BEGIN Extracted data
//! JSON file backed preference store

use parking_lot::RwLock;
use std::collections::BTreeMap;
use std::io::Write;
use std::path::{Path, PathBuf};

use crate::{PersistenceError, PreferenceStore};

/// Preferences kept as a flat JSON object on disk
///
/// The file is read once on open and rewritten atomically (temp file +
/// rename) on every change.
#[derive(Debug)]
pub struct JsonFilePreferenceStore {
    path: PathBuf,
    values: RwLock<BTreeMap<String, String>>,
}

impl JsonFilePreferenceStore {
    /// Open the store, creating an empty one if the file does not exist yet
    pub fn open<P: AsRef<Path>>(path: P) -> Result<Self, PersistenceError> {
        let path = path.as_ref().to_path_buf();
        let values = if path.exists() {
            let content = std::fs::read_to_string(&path)?;
            parse_preferences(&content)?
        } else {
            BTreeMap::new()
        };

        tracing::debug!(
            path = %path.display(),
            entries = values.len(),
            "Opened preference file"
        );

        Ok(Self {
            path,
            values: RwLock::new(values),
        })
    }

    pub fn path(&self) -> &Path {
        &self.path
    }

    fn flush(&self, values: &BTreeMap<String, String>) -> Result<(), PersistenceError> {
        let dir = match self.path.parent() {
            Some(parent) if !parent.as_os_str().is_empty() => parent.to_path_buf(),
            _ => PathBuf::from("."),
        };
        std::fs::create_dir_all(&dir)?;

        let mut tmp = tempfile::NamedTempFile::new_in(&dir)?;
        serde_json::to_writer_pretty(&mut tmp, values)?;
        tmp.write_all(b"\n")?;
        tmp.flush()?;
        tmp.persist(&self.path)?;
        Ok(())
    }
}

fn parse_preferences(content: &str) -> Result<BTreeMap<String, String>, PersistenceError> {
    if content.trim().is_empty() {
        return Ok(BTreeMap::new());
    }

    let value: serde_json::Value = serde_json::from_str(content)?;
    let object = value.as_object().ok_or_else(|| {
        PersistenceError::InvalidData("preference file must hold a JSON object".to_string())
    })?;

    object
        .iter()
        .map(|(key, value)| match value.as_str() {
            Some(s) => Ok((key.clone(), s.to_string())),
            None => Err(PersistenceError::InvalidData(format!(
                "preference '{}' is not a string",
                key
            ))),
        })
        .collect()
}

impl PreferenceStore for JsonFilePreferenceStore {
    fn get(&self, key: &str) -> Result<Option<String>, PersistenceError> {
        Ok(self.values.read().get(key).cloned())
    }

    fn set(&self, key: &str, value: &str) -> Result<(), PersistenceError> {
        let mut values = self.values.write();
        let previous = values.insert(key.to_string(), value.to_string());
        if let Err(e) = self.flush(&values) {
            // Keep memory and disk in agreement
            match previous {
                Some(old) => values.insert(key.to_string(), old),
                None => values.remove(key),
            };
            return Err(e);
        }
        Ok(())
    }

    fn remove(&self, key: &str) -> Result<(), PersistenceError> {
        let mut values = self.values.write();
        if let Some(old) = values.remove(key) {
            if let Err(e) = self.flush(&values) {
                values.insert(key.to_string(), old);
                return Err(e);
            }
        }
        Ok(())
    }
}

#[cfg(test)]
mod tests {
    use super::*;

    #[test]
    fn test_open_missing_file_is_empty() {
        let dir = tempfile::tempdir().unwrap();
        let store = JsonFilePreferenceStore::open(dir.path().join("prefs.json")).unwrap();
        assert_eq!(store.get("voiceCommandLanguage").unwrap(), None);
        assert!(!store.path().exists());
    }

    #[test]
    fn test_values_survive_reopen() {
        let dir = tempfile::tempdir().unwrap();
        let path = dir.path().join("nested").join("prefs.json");

        let store = JsonFilePreferenceStore::open(&path).unwrap();
        store.set("voiceCommandLanguage", "bn").unwrap();
        drop(store);

        let reopened = JsonFilePreferenceStore::open(&path).unwrap();
        assert_eq!(
            reopened.get("voiceCommandLanguage").unwrap().as_deref(),
            Some("bn")
        );

        reopened.remove("voiceCommandLanguage").unwrap();
        let again = JsonFilePreferenceStore::open(&path).unwrap();
        assert_eq!(again.get("voiceCommandLanguage").unwrap(), None);
    }

    #[test]
    fn test_rejects_non_object() {
        let dir = tempfile::tempdir().unwrap();
        let path = dir.path().join("prefs.json");
        std::fs::write(&path, "[1, 2, 3]").unwrap();
        assert!(matches!(
            JsonFilePreferenceStore::open(&path),
            Err(PersistenceError::InvalidData(_))
        ));
    }

    #[test]
    fn test_rejects_non_string_values() {
        let dir = tempfile::tempdir().unwrap();
        let path = dir.path().join("prefs.json");
        std::fs::write(&path, r#"{"voiceCommandLanguage": 7}"#).unwrap();
        assert!(JsonFilePreferenceStore::open(&path).is_err());
    }

    #[test]
    fn test_rejects_malformed_json() {
        let dir = tempfile::tempdir().unwrap();
        let path = dir.path().join("prefs.json");
        std::fs::write(&path, "{not json").unwrap();
        assert!(matches!(
            JsonFilePreferenceStore::open(&path),
            Err(PersistenceError::Serialization(_))
        ));
    }

    #[test]
    fn test_empty_file_is_empty_store() {
        let dir = tempfile::tempdir().unwrap();
        let path = dir.path().join("prefs.json");
        std::fs::write(&path, "").unwrap();
        let store = JsonFilePreferenceStore::open(&path).unwrap();
        assert_eq!(store.get("anything").unwrap(), None);
    }
}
END Extracted data
Work through the records above. Copy every line with the string "InvalidData".

        PersistenceError::InvalidData("preference file must hold a JSON object".to_string())
            None => Err(PersistenceError::InvalidData(format!(
            Err(PersistenceError::InvalidData(_))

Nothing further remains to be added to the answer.